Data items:
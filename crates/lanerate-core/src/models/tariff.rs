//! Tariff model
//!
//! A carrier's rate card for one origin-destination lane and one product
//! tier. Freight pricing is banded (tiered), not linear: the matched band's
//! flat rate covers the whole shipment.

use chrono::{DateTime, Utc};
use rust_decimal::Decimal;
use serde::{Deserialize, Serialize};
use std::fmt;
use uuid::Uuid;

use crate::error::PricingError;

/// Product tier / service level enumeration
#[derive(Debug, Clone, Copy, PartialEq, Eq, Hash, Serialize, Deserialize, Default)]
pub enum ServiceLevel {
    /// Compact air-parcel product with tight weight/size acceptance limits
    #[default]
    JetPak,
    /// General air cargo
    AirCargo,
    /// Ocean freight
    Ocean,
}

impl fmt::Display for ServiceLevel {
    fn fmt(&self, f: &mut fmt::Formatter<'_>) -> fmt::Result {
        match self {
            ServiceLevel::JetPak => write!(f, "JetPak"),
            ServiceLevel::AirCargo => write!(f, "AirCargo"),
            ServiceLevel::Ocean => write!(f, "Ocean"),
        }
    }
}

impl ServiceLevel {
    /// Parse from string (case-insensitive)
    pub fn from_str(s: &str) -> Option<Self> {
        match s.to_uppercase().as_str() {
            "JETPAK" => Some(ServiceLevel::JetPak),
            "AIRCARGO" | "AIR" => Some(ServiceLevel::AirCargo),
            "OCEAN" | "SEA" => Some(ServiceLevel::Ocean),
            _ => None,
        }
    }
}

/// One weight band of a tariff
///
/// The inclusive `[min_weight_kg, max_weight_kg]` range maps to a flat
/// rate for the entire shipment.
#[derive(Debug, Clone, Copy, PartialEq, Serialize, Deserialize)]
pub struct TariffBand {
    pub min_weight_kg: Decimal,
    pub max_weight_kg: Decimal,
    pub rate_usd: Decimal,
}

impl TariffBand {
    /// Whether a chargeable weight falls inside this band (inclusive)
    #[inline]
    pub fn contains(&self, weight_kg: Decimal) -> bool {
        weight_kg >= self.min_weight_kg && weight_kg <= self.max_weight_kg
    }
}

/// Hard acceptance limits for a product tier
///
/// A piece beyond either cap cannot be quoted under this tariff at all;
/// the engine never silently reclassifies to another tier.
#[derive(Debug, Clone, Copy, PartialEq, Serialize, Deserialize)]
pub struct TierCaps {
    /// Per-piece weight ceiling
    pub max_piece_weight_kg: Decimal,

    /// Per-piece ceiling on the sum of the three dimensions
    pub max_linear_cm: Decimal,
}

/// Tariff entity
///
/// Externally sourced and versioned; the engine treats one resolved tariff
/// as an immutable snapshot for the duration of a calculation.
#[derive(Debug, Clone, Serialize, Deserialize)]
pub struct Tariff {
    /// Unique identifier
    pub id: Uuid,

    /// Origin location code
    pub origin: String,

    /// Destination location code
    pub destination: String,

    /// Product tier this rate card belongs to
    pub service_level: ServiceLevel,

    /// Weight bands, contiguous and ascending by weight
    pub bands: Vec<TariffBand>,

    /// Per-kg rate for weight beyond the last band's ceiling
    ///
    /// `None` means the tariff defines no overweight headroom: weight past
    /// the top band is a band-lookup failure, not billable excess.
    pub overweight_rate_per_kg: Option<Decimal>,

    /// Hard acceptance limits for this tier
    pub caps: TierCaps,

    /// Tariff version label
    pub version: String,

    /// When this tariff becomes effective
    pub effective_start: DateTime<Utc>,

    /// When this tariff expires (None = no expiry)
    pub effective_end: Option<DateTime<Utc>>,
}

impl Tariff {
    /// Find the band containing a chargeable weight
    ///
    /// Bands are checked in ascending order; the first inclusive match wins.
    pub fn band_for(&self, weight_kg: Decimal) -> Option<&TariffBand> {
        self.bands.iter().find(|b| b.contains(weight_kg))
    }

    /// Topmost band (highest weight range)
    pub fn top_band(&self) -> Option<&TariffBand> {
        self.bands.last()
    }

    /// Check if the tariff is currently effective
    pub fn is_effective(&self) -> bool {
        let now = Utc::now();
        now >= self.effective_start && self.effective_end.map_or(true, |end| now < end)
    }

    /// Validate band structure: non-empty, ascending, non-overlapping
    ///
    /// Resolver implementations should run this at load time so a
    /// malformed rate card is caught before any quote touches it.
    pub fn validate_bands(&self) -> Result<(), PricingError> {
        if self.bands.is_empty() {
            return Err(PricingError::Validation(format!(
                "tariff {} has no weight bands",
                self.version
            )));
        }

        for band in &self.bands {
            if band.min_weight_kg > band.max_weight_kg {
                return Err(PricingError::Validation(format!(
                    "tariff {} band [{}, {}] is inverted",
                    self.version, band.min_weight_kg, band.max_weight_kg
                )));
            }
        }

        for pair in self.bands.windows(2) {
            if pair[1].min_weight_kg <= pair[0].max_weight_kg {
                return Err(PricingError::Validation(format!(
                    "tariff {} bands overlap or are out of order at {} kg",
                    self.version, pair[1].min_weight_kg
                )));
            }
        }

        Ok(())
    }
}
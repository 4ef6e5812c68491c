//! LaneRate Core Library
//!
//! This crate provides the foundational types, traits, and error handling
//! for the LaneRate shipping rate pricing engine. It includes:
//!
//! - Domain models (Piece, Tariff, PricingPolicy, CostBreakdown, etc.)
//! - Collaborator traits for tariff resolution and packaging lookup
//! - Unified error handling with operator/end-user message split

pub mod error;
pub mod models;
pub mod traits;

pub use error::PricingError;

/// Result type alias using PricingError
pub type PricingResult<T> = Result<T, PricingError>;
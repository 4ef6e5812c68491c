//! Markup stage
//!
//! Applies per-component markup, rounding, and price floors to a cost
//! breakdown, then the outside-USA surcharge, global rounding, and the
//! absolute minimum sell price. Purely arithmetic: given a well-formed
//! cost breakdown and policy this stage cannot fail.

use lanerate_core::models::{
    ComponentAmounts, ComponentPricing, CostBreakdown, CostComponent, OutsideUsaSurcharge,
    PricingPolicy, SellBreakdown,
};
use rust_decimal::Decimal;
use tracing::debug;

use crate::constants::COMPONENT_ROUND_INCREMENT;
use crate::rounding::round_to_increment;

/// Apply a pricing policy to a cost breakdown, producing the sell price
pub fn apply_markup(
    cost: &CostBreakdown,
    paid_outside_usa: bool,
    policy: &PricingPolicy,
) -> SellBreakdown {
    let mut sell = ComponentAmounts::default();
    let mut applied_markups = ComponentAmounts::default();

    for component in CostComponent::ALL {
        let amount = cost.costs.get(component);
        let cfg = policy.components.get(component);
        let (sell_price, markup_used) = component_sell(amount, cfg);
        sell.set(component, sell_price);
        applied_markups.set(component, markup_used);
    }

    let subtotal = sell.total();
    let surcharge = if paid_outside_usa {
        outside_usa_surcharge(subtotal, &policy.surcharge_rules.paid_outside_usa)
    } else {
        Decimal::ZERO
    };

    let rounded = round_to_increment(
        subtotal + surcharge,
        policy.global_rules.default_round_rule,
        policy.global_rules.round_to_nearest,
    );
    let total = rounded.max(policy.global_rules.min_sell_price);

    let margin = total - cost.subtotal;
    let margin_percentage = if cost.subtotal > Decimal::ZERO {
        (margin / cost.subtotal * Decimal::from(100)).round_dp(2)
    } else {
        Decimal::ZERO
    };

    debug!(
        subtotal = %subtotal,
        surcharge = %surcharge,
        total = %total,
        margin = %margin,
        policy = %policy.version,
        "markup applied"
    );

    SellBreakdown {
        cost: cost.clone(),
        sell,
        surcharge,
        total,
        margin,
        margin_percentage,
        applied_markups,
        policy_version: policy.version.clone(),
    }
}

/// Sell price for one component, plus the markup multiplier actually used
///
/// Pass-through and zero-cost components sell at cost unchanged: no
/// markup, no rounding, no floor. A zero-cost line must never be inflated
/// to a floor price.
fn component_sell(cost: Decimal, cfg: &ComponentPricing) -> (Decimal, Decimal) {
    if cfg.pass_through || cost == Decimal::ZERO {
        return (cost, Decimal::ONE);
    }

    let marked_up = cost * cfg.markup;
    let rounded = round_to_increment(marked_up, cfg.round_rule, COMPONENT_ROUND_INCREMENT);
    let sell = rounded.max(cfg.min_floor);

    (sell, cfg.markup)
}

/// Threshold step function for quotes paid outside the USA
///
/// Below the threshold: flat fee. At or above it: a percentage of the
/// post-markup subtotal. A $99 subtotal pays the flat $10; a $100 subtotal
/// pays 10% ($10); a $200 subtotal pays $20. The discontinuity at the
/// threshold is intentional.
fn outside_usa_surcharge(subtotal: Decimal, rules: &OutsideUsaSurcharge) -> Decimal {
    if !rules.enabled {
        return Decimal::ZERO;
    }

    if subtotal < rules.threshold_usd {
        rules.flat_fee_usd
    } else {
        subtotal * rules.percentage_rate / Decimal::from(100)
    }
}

Exercise details → What you return should be the lines from the start of the data through the line with "the matched band's", quoted exactly and nothing more.

Exercise response →
filename crates/lanerate-core/src/models/tariff.rs
//! Tariff model
//!
//! A carrier's rate card for one origin-destination lane and one product
//! tier. Freight pricing is banded (tiered), not linear: the matched band's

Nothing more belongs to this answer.